Operasi evakuasi dimulai pada Sabtu (20/6) malam. Tim SAR bergerak menuju lokasi kapal dan berhasil menjangkau MV Movena untuk melakukan proses pemindahan korban pada Minggu (21/6) dini hari.
ABK yang sakit kemudian dipindahkan dengan aman dari MV Movena ke KN SAR Kamajaya. Setelah berada di atas kapal penyelamat, korban langsung mendapatkan pertolongan medis awal sebelum dibawa menuju daratan untuk mendapatkan penanganan lebih lanjut di rumah sakit.
“Proses pemindahan korban berjalan lancar. Setelah berhasil dievakuasi ke atas kapal KN Kamajaya lalu menuju Dermaga Soekarno-Hatta dan langsung dievakuasi ke Rumah Sakit Siloam dengan ambulans,” ujar Andi Sultan.
Setibanya di Dermaga Soekarno-Hatta Makassar, korban segera dibawa menggunakan ambulans menuju Rumah Sakit Siloam untuk menjalani pemeriksaan dan perawatan intensif.

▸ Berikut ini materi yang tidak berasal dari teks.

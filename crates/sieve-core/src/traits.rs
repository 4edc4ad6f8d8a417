use crate::error::{Error, Result};
use crate::types::{Document, Query, ResultList};

/// The contract every retriever, ranker and pipeline satisfies.
///
/// `search` is read-only. When `candidates` is given, those items are the
/// stage's whole universe: it may reorder, rescore or drop them, but it must
/// not return keys outside of them. A stage with an empty index or no match
/// returns an empty list rather than an error.
pub trait Stage: Send + Sync {
    fn name(&self) -> &str;

    fn key_field(&self) -> &str;

    /// Configured result cap; `None` means "only reorder, never drop".
    fn k(&self) -> Option<usize>;

    fn search(&self, query: &Query, candidates: Option<&ResultList>, k: Option<usize>) -> Result<ResultList>;

    /// Batched search; position `i` of the output answers `queries[i]`.
    fn search_batch(&self, queries: &[Query], candidates: Option<&[ResultList]>, k: Option<usize>) -> Result<Vec<ResultList>> {
        if let Some(c) = candidates {
            if c.len() != queries.len() {
                return Err(Error::BatchMismatch { stage: self.name().to_string(), expected: queries.len(), actual: c.len() });
            }
        }
        queries
            .iter()
            .enumerate()
            .map(|(i, q)| self.search(q, candidates.map(|c| &c[i]), k))
            .collect()
    }

    /// Index `documents`. Whether re-adding a key overwrites or duplicates is up to the stage.
    fn add(&mut self, documents: &[Document]) -> Result<()>;
}

pub trait Embedder: Send + Sync {
    fn dim(&self) -> usize;
    fn max_len(&self) -> usize;
    fn embed_batch(&self, texts: &[String]) -> anyhow::Result<Vec<Vec<f32>>>;
}
// Copyright 2016 The Cartographer Authors
//
// Licensed under the Apache License, Version 2.0 (the "License");
// you may not use this file except in compliance with the License.
// You may obtain a copy of the License at
//
//      http://www.apache.org/licenses/LICENSE-2.0
//
// Unless required by applicable law or agreed to in writing, software
// distributed under the License is distributed on an "AS IS" BASIS,
// WITHOUT WARRANTIES OR CONDITIONS OF ANY KIND, either express or implied.
// See the License for the specific language governing permissions and
// limitations under the License.

use fnv::FnvHashMap;
use hex_to_square::errors::*;
use hex_to_square::{
    linear_interpolate_hex_to_square, HexCellId, HexGeometrySource, InMemoryGridStore,
    InterpolationParameters, JsonHexGeometrySource, NoOverlapPolicy, OnDiskGridStore,
    OverlapRecord, RadiusPolicy, Resolution, SquareGridStore,
};
use log::{error, info};
use serde_derive::Deserialize;
use std::fs::File;
use std::io::{BufReader, BufWriter, Write};
use std::path::{Path, PathBuf};
use structopt::StructOpt;

#[derive(StructOpt, Debug)]
#[structopt(name = "hex_to_square")]
struct CommandlineArguments {
    /// JSON file with the hex cells of one layer: a list of {"id", "center", "vertices"}.
    #[structopt(parse(from_os_str))]
    input: PathBuf,

    /// Layer identifier, only used to name the stored square grid.
    #[structopt(long = "layer", default_value = "1")]
    layer: String,

    /// Number of square grid points along x and y, e.g. 500x500 or 500.
    #[structopt(long = "resolution", default_value = "500x500")]
    resolution: Resolution,

    /// Square cells must overlap a hex cell by more than this area to get a coefficient.
    #[structopt(long = "min_overlap_area", default_value = "0.0")]
    min_overlap_area: f64,

    /// Directory to store generated square grids in for reuse. Grids are kept in memory only if
    /// this is not given.
    #[structopt(long = "grid_cache_dir", parse(from_os_str))]
    grid_cache_dir: Option<PathBuf>,

    /// Output JSON file for the overlap coefficients.
    #[structopt(long = "output", parse(from_os_str))]
    output: PathBuf,

    /// JSON file with per hex cell energies: a list of {"id", "energy"}.
    #[structopt(long = "energies", parse(from_os_str))]
    energies: Option<PathBuf>,

    /// Output JSON file for the energies redistributed onto the square grid.
    #[structopt(long = "raster_output", parse(from_os_str))]
    raster_output: Option<PathBuf>,

    /// Abort if a hex cell overlaps no square cell instead of skipping it.
    #[structopt(long = "fail_on_no_overlap")]
    fail_on_no_overlap: bool,

    /// Use a search radius per hex cell instead of one for the whole layer.
    #[structopt(long = "per_cell_radius")]
    per_cell_radius: bool,

    /// Do not show a progress bar.
    #[structopt(long = "no_progress")]
    no_progress: bool,
}

#[derive(Deserialize)]
struct HexCellEnergy {
    id: HexCellId,
    energy: f64,
}

fn read_energies(path: &Path) -> Result<FnvHashMap<HexCellId, f64>> {
    let file = File::open(path).chain_err(|| format!("Could not open {}", path.display()))?;
    let energies: Vec<HexCellEnergy> = serde_json::from_reader(BufReader::new(file))
        .chain_err(|| format!("Could not parse {}", path.display()))?;
    Ok(energies.into_iter().map(|e| (e.id, e.energy)).collect())
}

fn write_json<T: serde::Serialize>(path: &Path, value: &T) -> Result<()> {
    let mut buf_writer = BufWriter::new(
        File::create(path).chain_err(|| format!("Could not create {}", path.display()))?,
    );
    serde_json::to_writer(&mut buf_writer, value)?;
    buf_writer.flush()?;
    Ok(())
}

fn run(args: CommandlineArguments) -> Result<()> {
    let parameters = InterpolationParameters {
        resolution: args.resolution,
        min_overlap_area: args.min_overlap_area,
        no_overlap_policy: if args.fail_on_no_overlap {
            NoOverlapPolicy::Fail
        } else {
            NoOverlapPolicy::Skip
        },
        radius_policy: if args.per_cell_radius {
            RadiusPolicy::PerCell
        } else {
            RadiusPolicy::Global
        },
        show_progress: !args.no_progress,
    };
    parameters.validate()?;

    let hex_cells = JsonHexGeometrySource::new(&args.input).hex_cells()?;
    info!("Read {} hex cells from {}.", hex_cells.len(), args.input.display());

    let store: Box<dyn SquareGridStore> = match args.grid_cache_dir {
        Some(ref directory) => Box::new(OnDiskGridStore::new(directory)),
        None => Box::new(InMemoryGridStore::new()),
    };
    let interpolation =
        linear_interpolate_hex_to_square(&hex_cells, &args.layer, &parameters, store.as_ref())?;

    let mapping = &interpolation.mapping;
    info!(
        "{} hex cells mapped, {} without overlap. At most {} hex cells share a square cell.",
        mapping.len(),
        mapping.unmapped_cells().len(),
        mapping.max_square_cell_occupancy()
    );
    let records: Vec<OverlapRecord> = mapping.records().collect();
    write_json(&args.output, &records)?;

    if let Some(ref energies_path) = args.energies {
        let energies = read_energies(energies_path)?;
        let raster = interpolation.interpolate_energies(&energies);
        info!(
            "Redistributed a total energy of {} onto the square grid.",
            raster.total()
        );
        match args.raster_output {
            Some(ref raster_path) => write_json(raster_path, &raster)?,
            None => info!("No --raster_output given, not writing the raster."),
        }
    }
    Ok(())
}

fn main() {
    env_logger::Builder::from_env(env_logger::Env::default().default_filter_or("info")).init();
    let args = CommandlineArguments::from_args();
    if let Err(err) = run(args) {
        error!("{}", err);
        for cause in err.iter().skip(1) {
            error!("caused by: {}", cause);
        }
        std::process::exit(1);
    }
}
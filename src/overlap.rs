// Copyright 2016 The Cartographer Authors
//
// Licensed under the Apache License, Version 2.0 (the "License");
// you may not use this file except in compliance with the License.
// You may obtain a copy of the License at
//
//      http://www.apache.org/licenses/LICENSE-2.0
//
// Unless required by applicable law or agreed to in writing, software
// distributed under the License is distributed on an "AS IS" BASIS,
// WITHOUT WARRANTIES OR CONDITIONS OF ANY KIND, either express or implied.
// See the License for the specific language governing permissions and
// limitations under the License.

//! Exact overlap areas between hex cells and their candidate square cells, normalized into
//! coefficients.

use crate::errors::*;
use crate::geometry::{HexCell, HexCellId, SquareCell, SquareCellId};
use crossbeam::channel::Sender;
use fnv::FnvHashMap;
use geo::{Area, BooleanOps};
use log::warn;
use rayon::prelude::*;
use serde_derive::{Deserialize, Serialize};
use std::collections::BTreeMap;

/// What to do with a hex cell that overlaps no square cell by more than the minimum area.
#[derive(Debug, Clone, Copy, PartialEq, Eq, Serialize, Deserialize)]
#[serde(rename_all = "snake_case")]
pub enum NoOverlapPolicy {
    /// Emit no coefficients for the cell and list it in `CoefficientMapping::unmapped_cells`.
    Skip,
    /// Abort with `ErrorKind::NoOverlap`.
    Fail,
}

impl Default for NoOverlapPolicy {
    fn default() -> Self {
        NoOverlapPolicy::Skip
    }
}

/// The share of a hex cell's overlapping area that falls into one square cell.
#[derive(Debug, Clone, Copy, PartialEq, Serialize, Deserialize)]
pub struct Overlap {
    pub square: SquareCellId,
    pub coefficient: f64,
}

#[derive(Debug, Clone, Copy, PartialEq, Serialize, Deserialize)]
pub struct OverlapRecord {
    pub hex_id: HexCellId,
    pub square: SquareCellId,
    pub coefficient: f64,
}

/// For every mapped hex cell, the square cells it overlaps and the coefficients, which sum to 1.
#[derive(Debug, Clone, Default, PartialEq)]
pub struct CoefficientMapping {
    coefficients: BTreeMap<HexCellId, Vec<Overlap>>,
    unmapped: Vec<HexCellId>,
}

impl CoefficientMapping {
    pub fn get(&self, hex_id: HexCellId) -> Option<&[Overlap]> {
        self.coefficients.get(&hex_id).map(Vec::as_slice)
    }

    /// Number of hex cells with coefficients.
    pub fn len(&self) -> usize {
        self.coefficients.len()
    }

    pub fn is_empty(&self) -> bool {
        self.coefficients.is_empty()
    }

    pub fn iter(&self) -> impl Iterator<Item = (HexCellId, &[Overlap])> {
        self.coefficients
            .iter()
            .map(|(hex_id, overlaps)| (*hex_id, overlaps.as_slice()))
    }

    pub fn records(&self) -> impl Iterator<Item = OverlapRecord> + '_ {
        self.iter().flat_map(|(hex_id, overlaps)| {
            overlaps.iter().map(move |overlap| OverlapRecord {
                hex_id,
                square: overlap.square,
                coefficient: overlap.coefficient,
            })
        })
    }

    /// Hex cells that were skipped because they overlap no square cell.
    pub fn unmapped_cells(&self) -> &[HexCellId] {
        &self.unmapped
    }

    /// Number of hex cells overlapping each square cell.
    pub fn square_cell_occupancy(&self) -> FnvHashMap<SquareCellId, usize> {
        let mut occupancy = FnvHashMap::default();
        for record in self.records() {
            *occupancy.entry(record.square).or_insert(0) += 1;
        }
        occupancy
    }

    /// The largest number of hex cells sharing one square cell. A fine enough grid keeps this low;
    /// a value above 3 means square cells are larger than hex cells.
    pub fn max_square_cell_occupancy(&self) -> usize {
        self.square_cell_occupancy()
            .values()
            .cloned()
            .max()
            .unwrap_or(0)
    }
}

/// Area of the intersection of the hex cell with the square cell. Cells that only touch along an
/// edge or in a corner have an intersection area of 0.
pub fn intersection_area(hex_cell: &HexCell, square_cell: &SquareCell) -> f64 {
    let hex_rect = hex_cell.bounding_rect();
    let square_rect = square_cell.rect();
    let overlap_x =
        hex_rect.max().x.min(square_rect.max().x) - hex_rect.min().x.max(square_rect.min().x);
    let overlap_y =
        hex_rect.max().y.min(square_rect.max().y) - hex_rect.min().y.max(square_rect.min().y);
    if overlap_x <= 0. || overlap_y <= 0. {
        return 0.;
    }
    if overlap_x == hex_rect.width() && overlap_y == hex_rect.height() {
        // The square cell contains the whole hex cell.
        return hex_cell.area();
    }
    hex_cell
        .boundary()
        .intersection(&square_cell.polygon())
        .unsigned_area()
}

/// Turns candidate pairs into overlap coefficients.
#[derive(Debug, Clone, Copy, PartialEq)]
pub struct OverlapResolver {
    min_overlap_area: f64,
    no_overlap_policy: NoOverlapPolicy,
}

impl Default for OverlapResolver {
    fn default() -> Self {
        OverlapResolver {
            min_overlap_area: 0.,
            no_overlap_policy: NoOverlapPolicy::default(),
        }
    }
}

impl OverlapResolver {
    /// Square cells must overlap a hex cell by strictly more than `min_overlap_area` to receive a
    /// share of it.
    pub fn new(min_overlap_area: f64, no_overlap_policy: NoOverlapPolicy) -> Result<Self> {
        if !min_overlap_area.is_finite() || min_overlap_area < 0. {
            return Err(ErrorKind::InvalidMinOverlapArea(min_overlap_area).into());
        }
        Ok(OverlapResolver {
            min_overlap_area,
            no_overlap_policy,
        })
    }

    pub fn min_overlap_area(&self) -> f64 {
        self.min_overlap_area
    }

    pub fn no_overlap_policy(&self) -> NoOverlapPolicy {
        self.no_overlap_policy
    }

    /// `candidates[k]` holds the indices into `square_cells` to test against `hex_cells[k]`.
    pub fn resolve(
        &self,
        hex_cells: &[HexCell],
        square_cells: &[SquareCell],
        candidates: &[Vec<usize>],
    ) -> Result<CoefficientMapping> {
        self.resolve_with_progress(hex_cells, square_cells, candidates, None)
    }

    /// Like `resolve`, but sends one message to `progress` for every finished hex cell.
    pub fn resolve_with_progress(
        &self,
        hex_cells: &[HexCell],
        square_cells: &[SquareCell],
        candidates: &[Vec<usize>],
        progress: Option<&Sender<()>>,
    ) -> Result<CoefficientMapping> {
        if hex_cells.len() != candidates.len() {
            return Err(format!(
                "Got candidates for {} hex cells, but there are {} hex cells.",
                candidates.len(),
                hex_cells.len()
            )
            .into());
        }

        // The hex cells are independent, only the assembly below is sequential. This keeps the
        // result identical to a single threaded run.
        let per_hex_cell = hex_cells
            .par_iter()
            .zip(candidates.par_iter())
            .map(|(hex_cell, hex_candidates)| {
                let overlaps = self.resolve_hex_cell(hex_cell, square_cells, hex_candidates);
                if let Some(progress) = progress {
                    // A closed channel only means nobody is watching.
                    let _ = progress.send(());
                }
                overlaps
            })
            .collect::<Result<Vec<_>>>()?;

        let mut mapping = CoefficientMapping::default();
        for (hex_cell, overlaps) in hex_cells.iter().zip(per_hex_cell) {
            let hex_id = hex_cell.id();
            let overlaps = match overlaps {
                Some(overlaps) => overlaps,
                None => match self.no_overlap_policy {
                    NoOverlapPolicy::Skip => {
                        mapping.unmapped.push(hex_id);
                        continue;
                    }
                    NoOverlapPolicy::Fail => return Err(ErrorKind::NoOverlap(hex_id).into()),
                },
            };
            if mapping.coefficients.insert(hex_id, overlaps).is_some() {
                return Err(ErrorKind::DuplicateHexCell(hex_id).into());
            }
        }
        if !mapping.unmapped.is_empty() {
            warn!(
                "{} of {} hex cells overlap no square cell by more than {} and were skipped.",
                mapping.unmapped.len(),
                hex_cells.len(),
                self.min_overlap_area
            );
        }
        Ok(mapping)
    }

    /// Returns `None` if no candidate overlaps the hex cell by more than the minimum area.
    fn resolve_hex_cell(
        &self,
        hex_cell: &HexCell,
        square_cells: &[SquareCell],
        candidates: &[usize],
    ) -> Result<Option<Vec<Overlap>>> {
        let mut areas = Vec::with_capacity(candidates.len());
        for &index in candidates {
            let square_cell = square_cells.get(index).ok_or_else(|| {
                format!(
                    "Candidate index {} for hex cell {} is out of range.",
                    index,
                    hex_cell.id()
                )
            })?;
            let area = intersection_area(hex_cell, square_cell);
            if area > self.min_overlap_area {
                areas.push((square_cell.id, area));
            }
        }

        let total_area: f64 = areas.iter().map(|(_, area)| area).sum();
        if areas.is_empty() || total_area <= 0. {
            return Ok(None);
        }
        Ok(Some(
            areas
                .into_iter()
                .map(|(square, area)| Overlap {
                    square,
                    coefficient: area / total_area,
                })
                .collect(),
        ))
    }
}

Basarnas Makassar menyebut operasi evakuasi medis tersebut dapat berjalan lancar berkat kerja sama berbagai unsur SAR gabungan, termasuk personel Basarnas Makassar, awak KN SAR Kamajaya, Direktorat Polairud, TNI Angkatan Laut, Kantor Kesehatan Pelabuhan (KKP) Makassar, serta pihak agen kapal yang turut mendukung proses penyelamatan.
Melalui operasi tersebut, korban berhasil dievakuasi dengan selamat sehingga dapat segera memperoleh penanganan medis yang dibutuhkan.